Task directions
Your task is to work out how many lines in the data include the word "DefaultMakeSpan". Reply with the number alone.

*** Data records ***

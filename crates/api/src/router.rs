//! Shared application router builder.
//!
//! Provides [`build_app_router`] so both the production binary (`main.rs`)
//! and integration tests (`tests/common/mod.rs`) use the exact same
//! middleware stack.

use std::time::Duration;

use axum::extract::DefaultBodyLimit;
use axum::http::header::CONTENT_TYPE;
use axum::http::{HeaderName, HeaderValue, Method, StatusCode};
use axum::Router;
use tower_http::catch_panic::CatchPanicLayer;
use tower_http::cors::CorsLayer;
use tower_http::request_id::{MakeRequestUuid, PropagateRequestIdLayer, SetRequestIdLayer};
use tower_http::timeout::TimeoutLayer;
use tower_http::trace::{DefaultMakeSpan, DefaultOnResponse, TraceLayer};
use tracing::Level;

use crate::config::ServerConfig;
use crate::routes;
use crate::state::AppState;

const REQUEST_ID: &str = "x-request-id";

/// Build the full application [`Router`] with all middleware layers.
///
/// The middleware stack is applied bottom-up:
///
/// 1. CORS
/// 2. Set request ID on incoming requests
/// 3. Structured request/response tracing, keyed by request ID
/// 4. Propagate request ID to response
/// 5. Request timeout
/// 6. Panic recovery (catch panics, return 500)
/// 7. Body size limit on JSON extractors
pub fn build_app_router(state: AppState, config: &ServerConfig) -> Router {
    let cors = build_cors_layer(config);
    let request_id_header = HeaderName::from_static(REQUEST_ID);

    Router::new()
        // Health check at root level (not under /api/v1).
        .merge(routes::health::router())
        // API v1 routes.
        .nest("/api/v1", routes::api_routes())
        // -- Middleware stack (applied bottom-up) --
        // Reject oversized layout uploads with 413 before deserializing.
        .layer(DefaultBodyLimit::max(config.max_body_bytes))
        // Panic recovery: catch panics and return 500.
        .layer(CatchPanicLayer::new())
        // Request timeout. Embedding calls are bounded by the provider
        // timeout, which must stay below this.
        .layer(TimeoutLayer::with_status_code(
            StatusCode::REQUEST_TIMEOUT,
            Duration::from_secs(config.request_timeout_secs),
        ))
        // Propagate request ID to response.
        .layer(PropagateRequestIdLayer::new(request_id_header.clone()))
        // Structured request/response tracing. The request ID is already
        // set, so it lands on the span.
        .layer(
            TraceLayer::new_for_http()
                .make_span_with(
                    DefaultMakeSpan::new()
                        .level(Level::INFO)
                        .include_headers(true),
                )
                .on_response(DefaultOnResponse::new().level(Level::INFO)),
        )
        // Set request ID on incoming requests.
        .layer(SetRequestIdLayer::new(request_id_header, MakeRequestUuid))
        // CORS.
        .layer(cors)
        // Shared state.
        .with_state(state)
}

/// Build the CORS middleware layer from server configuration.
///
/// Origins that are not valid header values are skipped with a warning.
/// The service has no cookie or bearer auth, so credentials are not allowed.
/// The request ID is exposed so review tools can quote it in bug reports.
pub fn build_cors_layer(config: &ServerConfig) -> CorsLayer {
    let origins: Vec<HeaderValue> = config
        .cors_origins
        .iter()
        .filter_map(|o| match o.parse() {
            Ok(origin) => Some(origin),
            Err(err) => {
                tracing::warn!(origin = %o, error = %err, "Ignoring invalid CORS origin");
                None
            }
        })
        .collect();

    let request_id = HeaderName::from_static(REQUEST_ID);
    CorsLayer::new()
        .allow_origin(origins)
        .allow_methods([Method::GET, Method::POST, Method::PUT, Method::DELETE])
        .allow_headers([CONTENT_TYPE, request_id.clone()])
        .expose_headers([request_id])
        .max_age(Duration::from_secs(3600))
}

*** End of Data records ***

Response to this task
2